Re: [RFC PATCH 0/9] kvm: implement atomic memslot updates

From: David Hildenbrand
Date: Fri Sep 23 2022 - 09:22:03 EST


On 23.09.22 15:10, Emanuele Giuseppe Esposito wrote:


Am 19/09/2022 um 19:30 schrieb David Hildenbrand:
On 19.09.22 09:53, David Hildenbrand wrote:
On 18.09.22 18:13, Emanuele Giuseppe Esposito wrote:


Am 09/09/2022 um 16:30 schrieb Sean Christopherson:
On Fri, Sep 09, 2022, Emanuele Giuseppe Esposito wrote:
KVM is currently capable of receiving a single memslot update through
the KVM_SET_USER_MEMORY_REGION ioctl.
The problem arises when we want to atomically perform multiple
updates,
so that readers of memslot active list avoid seeing incomplete states.

For example, in RHBZ
https://bugzilla.redhat.com/show_bug.cgi?id=1979276

I don't have access.  Can you provide a TL;DR?

You should be able to have access to it now.


we see how non atomic updates cause boot failure, because vcpus
will se a partial update (old memslot delete, new one not yet created)
and will crash.

Why not simply pause vCPUs in this scenario?  This is an awful lot
of a complexity
to take on for something that appears to be solvable in userspace.

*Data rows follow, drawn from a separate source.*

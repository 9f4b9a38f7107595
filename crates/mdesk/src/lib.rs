//! Facade crate for `MissionDesk` features and shared modules.
//! Re-exports domain/kernel primitives and aggregates feature initialization.
//! Keep this crate thin: it should compose other crates, not implement business logic.
//!
//! ## Usage
//! - Add `mdesk` with the desired feature flags (`server`).
//! - Call `mdesk::init` (server) to register feature slices; extend as new slices appear.

pub use mdesk_domain as domain;
#[cfg(feature = "server")]
use mdesk_domain::config::ApiConfig;
pub use mdesk_kernel as kernel;

#[cfg(feature = "server")]
pub mod server {
    pub mod router {
        pub use mdesk_kernel::server::router::system_router;
    }
}

/// Feature registry for runtime introspection.
pub mod features {
    #[cfg(feature = "server")]
    pub use mdesk_presence as presence;

    /// Build-time enabled features (by Cargo feature).
    pub const ENABLED: &[&str] = &[
        #[cfg(feature = "server")]
        "server",
        #[cfg(feature = "server")]
        "presence",
    ];

    #[must_use]
    pub fn is_enabled(name: &str) -> bool {
        ENABLED.contains(&name)
    }
}

/// Initialize all enabled features for server mode.
///
/// # Errors
/// Returns an error if any feature initialization fails.
#[cfg(feature = "server")]
pub fn init(
    config: &ApiConfig,
) -> Result<Vec<domain::registry::InitializedSlice>, Box<dyn std::error::Error>> {
    let mut slices = Vec::new();

    // Presence (typing indicators)
    slices.push(features::presence::init(config)?);

    Ok(slices)
}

I think it is not that easy to solve in userspace: see
https://lore.kernel.org/qemu-devel/20200312161217.3590-1-david@xxxxxxxxxx/



"Using pause_all_vcpus()/resume_all_vcpus() is not possible, as it will
temporarily drop the BQL - something most callers can't handle (esp.
when called from vcpu context e.g., in virtio code)."

Can you please comment on the bigger picture? The patch from me works
around *exactly that*, and for that reason, contains that comment.


FWIW, I hacked up my RFC to perform atomic updates on any memslot
transactions (not just resizes) where ranges do add overlap with ranges
to remove.

https://github.com/davidhildenbrand/qemu/tree/memslot


I only performed simple boot check under x86-64 (where I can see region
resizes) and some make checks -- pretty sure it has some rough edges;
but should indicate what's possible and what the possible price might
be. [one could wire up a new KVM ioctl and call it conditionally on
support if really required]


A benefit of my ioctl implementation is that could be also used by other
hypervisors, which then do not need to share this kind of "hack".
However, after also talking with Maxim and Paolo, we all agreed that the
main disadvantage of your approach is that is not scalable with the
number of vcpus. It is also inferior to stop *all* vcpus just to allow a
memslot update (KVM only pauses vCPUs that access the modified memslots
instead).

So I took some measurements, to see what is the performance difference
between my implementation and yours. I used a machine where I could
replicate the bug mentioned in bugzilla, an AMD EPYC 7413 24-Core
Processor with kernel 5.19.0 (+ my patches).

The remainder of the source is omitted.